Spurred on by such reports, or simply in the name of fairness, big money managers are increasingly pressuring publicly-traded companies to add more female directors, arguing that more diverse perspectives will help foster healthy debate within boardrooms, resulting in more effective strategic decision-making and potentially higher long-term growth.
BlackRock Inc. (BLK) , the largest U.S. money manager with more than $6 trillion of customer assets, said earlier this year that it wants publicly-traded companies to have at least two female directors on every board. State Street Corp. (STT) , which oversees $2.7 trillion of fund assets, says it voted against the re-election of directors at 400 companies last year because they failed to take meaningful action to increase board diversity.
The #metoo movement, stemming from widespread revelations of sexual harassment in the workplace, likely has brought additional attention to the gender disparity on corporate boards, according to Minow.
Duke, the new Wells Fargo chair, declined to be interviewed for this story through a bank spokeswoman. But in an e-mailed statement, the spokeswoman said Duke is a "big believer in the value of diversity and inclusion."

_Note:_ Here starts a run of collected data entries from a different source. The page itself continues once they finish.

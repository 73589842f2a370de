// --- File: crates/bookify_booking/src/routes.rs ---

use crate::handlers::book_handler;
use crate::logic::BookingState;
use axum::{routing::post, Router};
use std::sync::Arc;

/// Creates a router containing the booking routes.
///
/// The state carries the collaborators built at startup; the backend nests
/// this router under `/api`.
pub fn routes(state: Arc<BookingState>) -> Router {
    Router::new()
        .route("/book", post(book_handler))
        .with_state(state)
}
// --- File: crates/services/bookify_backend/src/service_factory.rs ---
//! Service factory implementation.
//!
//! Builds the external collaborators once at startup, driven by the runtime
//! flags in the configuration. Optional collaborators fall back to their
//! no-op implementations, so the booking flow always has a full set of
//! services to call.

use bookify_common::{is_db_enabled, is_gcal_enabled, is_twilio_enabled};
use bookify_common::services::{
    BoxFuture, BoxedError, CalendarEvent, CalendarEventResult, CalendarService,
    NoopNotificationService, NotificationResult, NotificationService, ServiceFactory,
};
use bookify_config::AppConfig;
use bookify_db::{BookingRepository, DbClient, NoopBookingRepository, SqlBookingRepository};
use bookify_gcal::{create_calendar_hub, GoogleCalendarService};
use bookify_twilio::TwilioNotificationService;
use chrono::{DateTime, Utc};
use std::sync::Arc;
use tracing::{error, info};

/// Adapter that erases the Google Calendar error type so the service can be
/// held as `Arc<dyn CalendarService<Error = BoxedError>>`.
struct BoxedCalendarService {
    inner: GoogleCalendarService,
}

impl CalendarService for BoxedCalendarService {
    type Error = BoxedError;

    fn get_busy_times(
        &self,
        calendar_id: &str,
        start_time: DateTime<Utc>,
        end_time: DateTime<Utc>,
    ) -> BoxFuture<'_, Vec<(DateTime<Utc>, DateTime<Utc>)>, Self::Error> {
        let calendar_id = calendar_id.to_string();
        let inner = &self.inner;

        Box::pin(async move {
            inner
                .get_busy_times(&calendar_id, start_time, end_time)
                .await
                .map_err(|e| BoxedError(Box::new(e)))
        })
    }

    fn create_event(
        &self,
        calendar_id: &str,
        event: CalendarEvent,
    ) -> BoxFuture<'_, CalendarEventResult, Self::Error> {
        let calendar_id = calendar_id.to_string();
        let inner = &self.inner;

        Box::pin(async move {
            inner
                .create_event(&calendar_id, event)
                .await
                .map_err(|e| BoxedError(Box::new(e)))
        })
    }
}

/// Adapter that erases the Twilio error type.
struct BoxedNotificationService {
    inner: TwilioNotificationService,
}

impl NotificationService for BoxedNotificationService {
    type Error = BoxedError;

    fn send_sms(&self, to: &str, body: &str) -> BoxFuture<'_, NotificationResult, Self::Error> {
        let to = to.to_string();
        let body = body.to_string();
        let inner = &self.inner;

        Box::pin(async move {
            inner
                .send_sms(&to, &body)
                .await
                .map_err(|e| BoxedError(Box::new(e)))
        })
    }
}

/// Builds and holds the external service instances.
///
/// The calendar is the only collaborator that cannot be replaced with a
/// no-op: without it the availability check is meaningless, so when it is
/// disabled or fails to initialize the booking routes stay unmounted.
pub struct BookifyServiceFactory {
    #[allow(dead_code)]
    config: Arc<AppConfig>,
    calendar_service: Option<Arc<dyn CalendarService<Error = BoxedError>>>,
    notification_service: Arc<dyn NotificationService<Error = BoxedError>>,
    booking_repository: Arc<dyn BookingRepository>,
}

impl BookifyServiceFactory {
    /// Create a new service factory from the loaded configuration.
    pub async fn new(config: Arc<AppConfig>) -> Self {
        let calendar_service = Self::init_calendar(&config).await;
        let booking_repository = Self::init_repository(&config).await;
        let notification_service = Self::init_notifier(&config);

        Self {
            config,
            calendar_service,
            notification_service,
            booking_repository,
        }
    }

    async fn init_calendar(
        config: &Arc<AppConfig>,
    ) -> Option<Arc<dyn CalendarService<Error = BoxedError>>> {
        if !is_gcal_enabled(config) {
            info!("Calendar service disabled via runtime config or missing gcal section.");
            return None;
        }

        let gcal_config = config.gcal.as_ref()?;
        match create_calendar_hub(gcal_config).await {
            Ok(hub) => {
                info!("Google Calendar service initialized.");
                let service = GoogleCalendarService::new(Arc::new(hub));
                Some(Arc::new(BoxedCalendarService { inner: service }))
            }
            Err(e) => {
                error!(
                    "Failed to initialize Google Calendar service: {}. Booking routes disabled.",
                    e
                );
                None
            }
        }
    }

    async fn init_repository(config: &Arc<AppConfig>) -> Arc<dyn BookingRepository> {
        if !is_db_enabled(config) {
            info!("Datastore disabled, bookings will not be persisted.");
            return Arc::new(NoopBookingRepository);
        }

        match DbClient::new(config).await {
            Ok(client) => {
                let repository = SqlBookingRepository::new(client);
                match repository.init_schema().await {
                    Ok(()) => {
                        info!("Booking repository initialized.");
                        Arc::new(repository)
                    }
                    Err(e) => {
                        error!(
                            "Failed to initialize booking schema: {}. Persistence disabled.",
                            e
                        );
                        Arc::new(NoopBookingRepository)
                    }
                }
            }
            Err(e) => {
                error!(
                    "Failed to connect to the datastore: {}. Persistence disabled.",
                    e
                );
                Arc::new(NoopBookingRepository)
            }
        }
    }

    fn init_notifier(config: &Arc<AppConfig>) -> Arc<dyn NotificationService<Error = BoxedError>> {
        if is_twilio_enabled(config) {
            info!("Twilio notification service initialized.");
            let service = TwilioNotificationService::new(config.clone());
            Arc::new(BoxedNotificationService { inner: service })
        } else {
            info!("Notification service disabled, confirmations will be skipped.");
            Arc::new(NoopNotificationService)
        }
    }

    /// The repository bookings are stored through. Falls back to the no-op
    /// implementation when the datastore is disabled or unreachable.
    pub fn booking_repository(&self) -> Arc<dyn BookingRepository> {
        self.booking_repository.clone()
    }
}

impl ServiceFactory for BookifyServiceFactory {
    fn calendar_service(&self) -> Option<Arc<dyn CalendarService<Error = BoxedError>>> {
        self.calendar_service.clone()
    }

    fn notification_service(&self) -> Option<Arc<dyn NotificationService<Error = BoxedError>>> {
        Some(self.notification_service.clone())
    }
}
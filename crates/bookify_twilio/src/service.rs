// --- File: crates/bookify_twilio/src/service.rs ---
//! Twilio notification service implementation.

use bookify_common::services::{BoxFuture, NotificationResult, NotificationService};
use bookify_config::AppConfig;
use reqwest::Client;
use std::sync::Arc;
use thiserror::Error;
use tracing::info;

/// Twilio-specific error types.
#[derive(Error, Debug)]
pub enum TwilioError {
    /// Error occurred during a Twilio API request
    #[error("Twilio API request failed: {0}")]
    RequestError(#[from] reqwest::Error),

    /// Error returned by the Twilio API
    #[error("Twilio API returned an error: {message} (Status: {status_code})")]
    ApiError { status_code: u16, message: String },

    /// Missing or incomplete Twilio configuration
    #[error("Twilio configuration missing or incomplete")]
    ConfigError,
}

/// Twilio notification service implementation.
///
/// Sends text messages through the Twilio REST API from the sender identity
/// in the configuration.
pub struct TwilioNotificationService {
    config: Arc<AppConfig>,
    http: Client,
}

impl TwilioNotificationService {
    /// Create a new Twilio notification service.
    pub fn new(config: Arc<AppConfig>) -> Self {
        Self {
            config,
            http: Client::new(),
        }
    }
}

impl NotificationService for TwilioNotificationService {
    type Error = TwilioError;

    fn send_sms(&self, to: &str, body: &str) -> BoxFuture<'_, NotificationResult, Self::Error> {
        let to = to.to_string();
        let body = body.to_string();

        Box::pin(async move {
            let twilio_config = self.config.twilio.as_ref().ok_or(TwilioError::ConfigError)?;

            let url = format!(
                "https://api.twilio.com/2010-04-01/Accounts/{}/Messages.json",
                twilio_config.account_sid
            );

            let params = [
                ("To", to.as_str()),
                ("From", twilio_config.from_number.as_str()),
                ("Body", body.as_str()),
            ];
            info!("Sending SMS to {}", &to);
            let resp = self
                .http
                .post(&url)
                .basic_auth(&twilio_config.account_sid, Some(&twilio_config.auth_token))
                .form(&params)
                .send()
                .await?;

            let status = resp.status();
            let text = resp.text().await.unwrap_or_default();

            if !status.is_success() {
                // Bubble up the Twilio JSON error so you can debug
                tracing::error!("Twilio returned {}: {}", status, text);
                return Err(TwilioError::ApiError {
                    status_code: status.as_u16(),
                    message: text,
                });
            }

            let parsed: serde_json::Value = serde_json::from_str(&text).unwrap_or_default();
            let sid = parsed
                .get("sid")
                .and_then(|v| v.as_str())
                .unwrap_or_default()
                .to_string();
            let message_status = parsed
                .get("status")
                .and_then(|v| v.as_str())
                .unwrap_or("sent")
                .to_string();

            tracing::info!("SMS sent to {}: sid={}", to, sid);
            Ok(NotificationResult {
                id: sid,
                status: message_status,
            })
        })
    }
}
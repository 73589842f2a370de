// File: services/bookify_backend/src/main.rs
use axum::{routing::get, Router};
use bookify_config::load_config;
use std::sync::Arc;
use tokio::net::TcpListener;
use tower_http::trace::TraceLayer;
use tracing::{info, warn};

mod app_state;
mod service_factory;

use app_state::AppState;

#[tokio::main]
async fn main() {
    bookify_common::logging::init();

    let config = Arc::new(load_config().expect("Failed to load config"));
    let state = AppState::new(config).await;

    let api_router = Router::new().route("/", get(|| async { "Welcome to the Bookify API!" }));

    let api_router = match &state.booking_state {
        Some(booking_state) => {
            api_router.merge(bookify_booking::routes(booking_state.clone()))
        }
        None => {
            warn!("Calendar service unavailable, /api/book not mounted.");
            api_router
        }
    };

    let app = Router::new()
        .nest("/api", api_router)
        .layer(TraceLayer::new_for_http());

    let addr = format!("{}:{}", state.config.server.host, state.config.server.port);
    let listener = TcpListener::bind(&addr).await.expect("Failed to bind address");
    info!("Starting server at http://{}", addr);
    info!("API endpoints available at http://{}/api", addr);

    axum::serve(listener, app.into_make_service())
        .await
        .expect("Server error");
}
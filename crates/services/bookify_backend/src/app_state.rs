// --- File: crates/services/bookify_backend/src/app_state.rs ---
//! Application state shared across routes.

use std::sync::Arc;

use bookify_booking::BookingState;
use bookify_common::services::ServiceFactory;
use bookify_config::AppConfig;

use crate::service_factory::BookifyServiceFactory;

/// State assembled at startup and handed to the routers.
///
/// Collaborators are constructed once by the service factory and injected
/// into the booking state, so handlers never reach for globals.
pub struct AppState {
    pub config: Arc<AppConfig>,
    #[allow(dead_code)]
    pub service_factory: Arc<BookifyServiceFactory>,
    /// Present only when the calendar service initialized; without it the
    /// booking routes are not mounted.
    pub booking_state: Option<Arc<BookingState>>,
}

impl AppState {
    /// Build the application state from the loaded configuration.
    pub async fn new(config: Arc<AppConfig>) -> Self {
        let service_factory = Arc::new(BookifyServiceFactory::new(config.clone()).await);

        let booking_state = service_factory.calendar_service().map(|calendar| {
            Arc::new(BookingState {
                config: config.clone(),
                calendar,
                repository: service_factory.booking_repository(),
                notifier: service_factory
                    .notification_service()
                    .expect("notification service always resolves to a no-op fallback"),
            })
        });

        Self {
            config,
            service_factory,
            booking_state,
        }
    }
}
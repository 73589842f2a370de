//! Datastore integration for Bookify
//!
//! This crate provides a database client that is designed to be database
//! agnostic, using SQLx as the underlying database library, plus the booking
//! repository built on top of it. SQLite, PostgreSQL, and MySQL backends are
//! selected through feature flags.
//!
//! The datastore collaborator is optional: when no database is configured,
//! the [`NoopBookingRepository`] stands in and bookings proceed without
//! persistence.

pub mod client;
pub mod error;
pub mod repositories;

// Re-export the client and repository types for ease of use
pub use client::DbClient;
pub use error::DbError;
pub use repositories::{
    Booking, BookingRepository, BookingStatus, NoopBookingRepository, SqlBookingRepository,
};
// --- File: crates/bookify_common/src/lib.rs ---

// Declare modules within this crate
pub mod error; // Error taxonomy and HTTP mapping
pub mod features; // Runtime collaborator-flag handling
pub mod logging; // Logging utilities
pub mod models; // Shared data models
pub mod services; // Service abstractions

// Re-export error types and utilities for easier access
pub use error::{
    conflict, config_error, external_service_error, internal_error, validation_error,
    BookifyError, HttpStatusCode,
};

// Re-export feature flag handling utilities for easier access
pub use features::{is_db_enabled, is_feature_enabled, is_gcal_enabled, is_twilio_enabled};

// Re-export logging utilities for easier access
pub use logging::{init, init_with_level};
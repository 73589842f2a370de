// --- File: crates/bookify_config/src/models.rs ---

use serde::{Deserialize, Serialize};

// --- General Server Config ---
#[derive(Debug, Deserialize, Serialize, Clone)]
pub struct ServerConfig {
    #[serde(default = "default_host")]
    pub host: String,
    #[serde(default = "default_port")]
    pub port: u16,
}

fn default_host() -> String {
    "0.0.0.0".to_string()
}

fn default_port() -> u16 {
    3000
}

impl Default for ServerConfig {
    fn default() -> Self {
        Self {
            host: default_host(),
            port: default_port(),
        }
    }
}

// --- Database Config ---
#[derive(Debug, Deserialize, Serialize, Clone)]
pub struct DatabaseConfig {
    pub url: String, // e.g., DATABASE_URL loaded via BOOKIFY__DATABASE__URL
}

// --- Twilio Config ---
// Holds the messaging sender identity. Secrets come in via env overrides.
#[derive(Debug, Deserialize, Serialize, Clone)]
pub struct TwilioConfig {
    pub account_sid: String, // Loaded via BOOKIFY__TWILIO__ACCOUNT_SID
    pub auth_token: String,  // Loaded via BOOKIFY__TWILIO__AUTH_TOKEN
    pub from_number: String, // The configured sender identity, e.g. "+15005550006"
}

// --- Google Calendar Config ---
#[derive(Debug, Deserialize, Serialize, Clone)]
pub struct GcalConfig {
    /// Path to the service account key JSON file.
    pub key_path: Option<String>,
    #[serde(default = "default_calendar_id")]
    pub calendar_id: String,
    /// IANA timezone the booking date+time pair is interpreted in.
    #[serde(default = "default_time_zone")]
    pub time_zone: String,
}

fn default_calendar_id() -> String {
    "primary".to_string()
}

fn default_time_zone() -> String {
    "Europe/Lisbon".to_string()
}

impl Default for GcalConfig {
    fn default() -> Self {
        Self {
            key_path: None,
            calendar_id: default_calendar_id(),
            time_zone: default_time_zone(),
        }
    }
}

// --- Unified App Configuration ---
#[derive(Debug, Deserialize, Serialize, Clone, Default)]
pub struct AppConfig {
    #[serde(default)]
    pub server: ServerConfig,

    // --- Runtime Flags (optional in config file, default to false) ---
    #[serde(default)]
    pub use_gcal: bool,
    #[serde(default)]
    pub use_db: bool,
    #[serde(default)]
    pub use_twilio: bool,

    // --- Optional Collaborator Configurations ---
    #[serde(default)]
    pub gcal: Option<GcalConfig>,
    #[serde(default)]
    pub database: Option<DatabaseConfig>,
    #[serde(default)]
    pub twilio: Option<TwilioConfig>,
}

"She continues to be a proponent of the diversity of the board and the senior leadership of the company, with a view that diverse perspectives and experiences challenge norms and create healthy debate and productive change," according to the statement. Wells Fargo still has a man, Tim Sloan, serving as CEO.
Duke, 65, a former Federal Reserve governor and bank executive, was named to the Wells Fargo board in 2015. She was joined in the same year by Suzanne Vautrinot, a retired major general and commander in the U.S. Air Force.
But the shift toward giving women a bigger role on the board accelerated after the sales-practices scandals exploded into public view in September 2016; that's when the Consumer Financial Protection Bureau and other regulators fined Wells Fargo $185 million over the opening of millions of unauthorized accounts.
Stumpf, who had served as chairman since 2010, came under fire from lawmakers including U.S. Senator Elizabeth Warren, a Massachusetts Democrat who famously grilled him during a congressional hearing over his reluctance to hold himself accountable for the oversight failures.
Reeling from his widely-panned responses during the televised hearing, Stumpf stepped down as chairman in October 2016. The board elected Stephen Sanger, a former General Mills Inc. CEO who had served as a director, as independent chairman; Sloan was named CEO.
Then the following year, shareholder pressure to make more sweeping changes became so intense that Sanger agreed to step down; Duke was named to take his place.
Karen Peetz, 62, a former Bank of New York Mellon Corp. (BK) executive, was hired in February 2017 as a new independent director. Then in November of last year, the bank added Celeste Clark, 64, a former executive of cereal maker Kellogg Co., and Maria Morris, 55, a former head of technology and operations at the insurer MetLife Inc.
At the end of 2017, the Wells Fargo board had five female directors, or fewer than a third of its 16 members.
But in February, the Yellen-led Fed brought the hammer down. Wells Fargo was banned from growing assets beyond its current level of roughly $2 trillion until board oversight was improved.
Just two weeks after that, Wells Fargo announced that four longtime directors, all men, would step down at the annual meeting.
That final phase of the shakeup, delicately described by Wells Fargo as a "board refreshment process," greatly strengthened the power of the female directors, boosting their collective share of board seats to the current 41%.
It won't be easy.
"Boy, given all the changes that are needed at Wells Fargo, they really need these new women directors to step up to the plate," Minow said.